### Exercise
Keep only the lines from the start of the data through the line containing "use crate::storage::Store;", and output them exactly.

Recorded information below:

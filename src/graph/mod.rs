//! Token-flow path reconstruction.
//!
//! Bounded depth-first expansion over aggregated transfers, forward or
//! backward from a queried address. The cycle-avoidance set is
//! recursion-local: a node is claimed on entry and released on every exit
//! path, so distinct non-overlapping paths may share prefixes. A separate
//! cumulative set enforces the global visited bound.

pub mod confidence;
pub mod types;

pub use types::{CircularFlow, Direction, FlowPath, PathNode, TimeWindow};

use anyhow::Result;
use chrono::Utc;
use futures::future::BoxFuture;
use futures::FutureExt;
use std::collections::{HashMap, HashSet};
use std::sync::Arc;
use tracing::{debug, warn};
use uuid::Uuid;

use crate::entities::EntityRegistry;
use crate::storage::Store;
use crate::upstream::{Transfer, TransferSource};
use types::{MAX_DEPTH_CEILING, MAX_PATHS, MAX_VISITED};

/// Transfers fetched per node expansion.
const PER_NODE_FETCH: usize = 100;
/// Counterparties expanded when building cycle adjacency.
const CYCLE_NEIGHBOR_FANOUT: usize = 10;
/// Longest cycle walk, in edges.
const MAX_CYCLE_EDGES: usize = 5;
/// Cycles collected before the walk stops.
const MAX_CYCLES: usize = 100;

/// Reconstructs flow paths and cycles for a token.
pub struct FlowGraphEngine {
    source: Arc<dyn TransferSource>,
    registry: Arc<EntityRegistry>,
    store: Arc<dyn Store>,
}

struct Traversal<'a> {
    engine: &'a FlowGraphEngine,
    token_mint: String,
    direction: Direction,
    max_depth: usize,
    cutoff: i64,
    /// Recursion-local: nodes on the current path
    on_path: HashSet<String>,
    /// Cumulative: every node ever expanded, enforces the visited bound
    seen: HashSet<String>,
    hops: Vec<PathNode>,
    paths: Vec<FlowPath>,
}

impl FlowGraphEngine {
    pub fn new(
        source: Arc<dyn TransferSource>,
        registry: Arc<EntityRegistry>,
        store: Arc<dyn Store>,
    ) -> Self {
        Self { source, registry, store }
    }

    /// Paths flowing out of `start`.
    pub async fn build_forward_paths(
        &self,
        start: &str,
        token_mint: &str,
        max_depth: usize,
        window: TimeWindow,
    ) -> Result<Vec<FlowPath>> {
        self.build_paths(start, token_mint, max_depth, window, Direction::Forward)
            .await
    }

    /// Paths flowing into `end`. Hops are returned origin-first.
    pub async fn build_backward_paths(
        &self,
        end: &str,
        token_mint: &str,
        max_depth: usize,
        window: TimeWindow,
    ) -> Result<Vec<FlowPath>> {
        self.build_paths(end, token_mint, max_depth, window, Direction::Backward)
            .await
    }

    async fn build_paths(
        &self,
        origin: &str,
        token_mint: &str,
        max_depth: usize,
        window: TimeWindow,
        direction: Direction,
    ) -> Result<Vec<FlowPath>> {
        let max_depth = max_depth.clamp(1, MAX_DEPTH_CEILING);
        let now = Utc::now().timestamp();

        let mut traversal = Traversal {
            engine: self,
            token_mint: token_mint.to_string(),
            direction,
            max_depth,
            cutoff: window.cutoff(now),
            on_path: HashSet::new(),
            seen: HashSet::new(),
            hops: Vec::new(),
            paths: Vec::new(),
        };

        let root = self.path_node(origin, 0, None).await?;
        traversal.hops.push(root);
        traversal.expand(origin.to_string(), 0).await?;

        let paths = traversal.paths;
        debug!(
            origin = %origin,
            mint = %token_mint,
            direction = ?direction,
            paths = paths.len(),
            "traversal complete"
        );

        // Persistence is best-effort: enrichment readers attach later.
        for path in &paths {
            if let Err(e) = self.store.upsert_flow_path(path).await {
                warn!(path_id = %path.path_id, error = %e, "flow path persistence failed");
            }
        }
        Ok(paths)
    }

    /// Cycles through `address` for the token: adjacency is built from the
    /// address's transfers plus one ring of counterparties, then walked
    /// depth-first back to the origin.
    pub async fn detect_circular_flows(
        &self,
        address: &str,
        token_mint: &str,
    ) -> Result<Vec<CircularFlow>> {
        let mut transfers = self
            .source
            .token_transfers(address, token_mint, PER_NODE_FETCH)
            .await?;

        let mut neighbors: Vec<String> = Vec::new();
        for t in &transfers {
            for peer in [&t.from_address, &t.to_address] {
                if peer != address && !peer.is_empty() && !neighbors.contains(peer) {
                    neighbors.push(peer.clone());
                }
            }
        }
        for neighbor in neighbors.iter().take(CYCLE_NEIGHBOR_FANOUT) {
            let extra = self
                .source
                .token_transfers(neighbor, token_mint, PER_NODE_FETCH)
                .await?;
            transfers.extend(extra);
        }

        let mut edge_set: HashSet<(String, String, String, u32)> = HashSet::new();
        transfers.retain(|t| {
            edge_set.insert((
                t.signature.clone(),
                t.from_address.clone(),
                t.to_address.clone(),
                t.instruction_index,
            ))
        });

        let mut adjacency: HashMap<&str, Vec<&Transfer>> = HashMap::new();
        for t in &transfers {
            if !t.from_address.is_empty() && !t.to_address.is_empty() {
                adjacency.entry(t.from_address.as_str()).or_default().push(t);
            }
        }

        let mut cycles = Vec::new();
        let mut stack = vec![address.to_string()];
        let mut visited: HashSet<String> = HashSet::new();
        Self::walk_cycles(address, address, &adjacency, &mut stack, &mut visited, &mut cycles);

        let flows = cycles
            .into_iter()
            .map(|cycle| Self::summarize_cycle(cycle, &transfers))
            .collect();
        Ok(flows)
    }

    fn walk_cycles(
        origin: &str,
        current: &str,
        adjacency: &HashMap<&str, Vec<&Transfer>>,
        stack: &mut Vec<String>,
        visited: &mut HashSet<String>,
        cycles: &mut Vec<Vec<String>>,
    ) {
        if cycles.len() >= MAX_CYCLES || stack.len() > MAX_CYCLE_EDGES {
            return;
        }
        let Some(edges) = adjacency.get(current) else {
            return;
        };
        for edge in edges {
            let next = edge.to_address.as_str();
            if next == origin {
                if stack.len() > 1 {
                    let mut cycle = stack.clone();
                    cycle.push(origin.to_string());
                    if !cycles.contains(&cycle) {
                        cycles.push(cycle);
                    }
                }
                continue;
            }
            if visited.contains(next) || stack.iter().any(|a| a == next) {
                continue;
            }
            stack.push(next.to_string());
            Self::walk_cycles(origin, next, adjacency, stack, visited, cycles);
            stack.pop();
        }
        visited.insert(current.to_string());
    }

    fn summarize_cycle(addresses: Vec<String>, transfers: &[Transfer]) -> CircularFlow {
        let members: HashSet<&str> = addresses.iter().map(String::as_str).collect();
        let total_amount: u128 = transfers
            .iter()
            .filter(|t| {
                members.contains(t.from_address.as_str()) && members.contains(t.to_address.as_str())
            })
            .map(|t| t.amount)
            .sum();

        // How many times the cycle completed: the thinnest edge bounds it.
        let cycle_count = addresses
            .windows(2)
            .map(|pair| {
                transfers
                    .iter()
                    .filter(|t| t.from_address == pair[0] && t.to_address == pair[1])
                    .count() as u32
            })
            .min()
            .unwrap_or(0)
            .max(1);

        CircularFlow { addresses, total_amount, cycle_count }
    }

    async fn path_node(
        &self,
        address: &str,
        amount_in: u128,
        timestamp: Option<i64>,
    ) -> Result<PathNode> {
        let entity = self.registry.resolve(address).await?;
        Ok(PathNode {
            address: address.to_string(),
            entity_kind: entity.as_ref().map(|e| e.entity_kind),
            entity_name: entity.and_then(|e| e.name),
            amount_in,
            amount_out: 0,
            timestamp,
        })
    }
}

impl Traversal<'_> {
    /// Expand one node. The node is claimed in the recursion-local set on
    /// entry and released on every exit, including bound violations.
    fn expand(&mut self, address: String, depth: usize) -> BoxFuture<'_, Result<()>> {
        async move {
            self.on_path.insert(address.clone());
            self.seen.insert(address.clone());
            let result = self.expand_inner(&address, depth).await;
            self.on_path.remove(&address);
            result
        }
        .boxed()
    }

    async fn expand_inner(&mut self, address: &str, depth: usize) -> Result<()> {
        // Safety bounds, checked before every expansion.
        if depth >= self.max_depth
            || self.seen.len() > MAX_VISITED
            || self.paths.len() >= MAX_PATHS
        {
            self.emit_path();
            return Ok(());
        }

        let transfers = self
            .engine
            .source
            .token_transfers(address, &self.token_mint, PER_NODE_FETCH)
            .await?;

        // Aggregate by counterparty: summed amount, earliest block time.
        let mut aggregated: Vec<(String, u128, i64)> = Vec::new();
        let mut index: HashMap<String, usize> = HashMap::new();
        for t in &transfers {
            if t.block_time < self.cutoff {
                continue;
            }
            let peer = match self.direction {
                Direction::Forward if t.from_address == address => t.to_address.clone(),
                Direction::Backward if t.to_address == address => t.from_address.clone(),
                _ => continue,
            };
            if peer.is_empty() {
                continue;
            }
            match index.get(&peer) {
                Some(&i) => {
                    aggregated[i].1 = aggregated[i].1.saturating_add(t.amount);
                    aggregated[i].2 = aggregated[i].2.min(t.block_time);
                }
                None => {
                    index.insert(peer.clone(), aggregated.len());
                    aggregated.push((peer, t.amount, t.block_time));
                }
            }
        }

        let expandable: Vec<_> = aggregated
            .into_iter()
            .filter(|(peer, _, _)| !self.on_path.contains(peer))
            .collect();

        if expandable.is_empty() {
            self.emit_path();
            return Ok(());
        }

        for (peer, amount, block_time) in expandable {
            if self.paths.len() >= MAX_PATHS {
                break;
            }
            let node = match self.direction {
                Direction::Forward => {
                    // This branch's outflow from the current hop.
                    if let Some(last) = self.hops.last_mut() {
                        last.amount_out = amount;
                        if last.timestamp.is_none() {
                            last.timestamp = Some(block_time);
                        }
                    }
                    self.engine.path_node(&peer, amount, Some(block_time)).await?
                }
                Direction::Backward => {
                    if let Some(last) = self.hops.last_mut() {
                        last.amount_in = amount;
                        if last.timestamp.is_none() {
                            last.timestamp = Some(block_time);
                        }
                    }
                    let mut node = self.engine.path_node(&peer, 0, Some(block_time)).await?;
                    node.amount_out = amount;
                    node
                }
            };

            self.hops.push(node);
            self.expand(peer, depth + 1).await?;
            self.hops.pop();
        }
        Ok(())
    }

    /// Record the current hop sequence as a finished path.
    fn emit_path(&mut self) {
        if self.hops.is_empty() || self.paths.len() >= MAX_PATHS {
            return;
        }
        // A lone origin with no movement is not a path.
        if self.hops.len() == 1 && self.hops[0].amount_out == 0 && self.hops[0].amount_in == 0 {
            return;
        }

        let mut hops = self.hops.clone();
        if self.direction == Direction::Backward {
            hops.reverse();
        }
        // The terminal hop has no onward flow in this path.
        if let Some(last) = hops.last_mut() {
            if self.direction == Direction::Forward {
                last.amount_out = 0;
            }
        }

        let total_amount = hops.iter().map(PathNode::throughput).sum();
        let confidence_score = confidence::score_path(&hops);
        let start_address = hops.first().map(|h| h.address.clone()).unwrap_or_default();
        let end_address = hops.last().map(|h| h.address.clone()).unwrap_or_default();
        let hop_count = hops.len();

        self.paths.push(FlowPath {
            path_id: Uuid::new_v4(),
            start_address,
            end_address,
            token_mint: self.token_mint.clone(),
            hops,
            total_amount,
            hop_count,
            confidence_score,
            intent: None,
            intent_confidence: None,
            risk_score: None,
            risk_level: None,
        });
    }
}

End of Recorded information.

### Problem solution
filename src/graph/mod.rs
//! Token-flow path reconstruction.
//!
//! Bounded depth-first expansion over aggregated transfers, forward or
//! backward from a queried address. The cycle-avoidance set is
//! recursion-local: a node is claimed on entry and released on every exit
//! path, so distinct non-overlapping paths may share prefixes. A separate
//! cumulative set enforces the global visited bound.

pub mod confidence;
pub mod types;

pub use types::{CircularFlow, Direction, FlowPath, PathNode, TimeWindow};

use anyhow::Result;
use chrono::Utc;
use futures::future::BoxFuture;
use futures::FutureExt;
use std::collections::{HashMap, HashSet};
use std::sync::Arc;
use tracing::{debug, warn};
use uuid::Uuid;

use crate::entities::EntityRegistry;
use crate::storage::Store;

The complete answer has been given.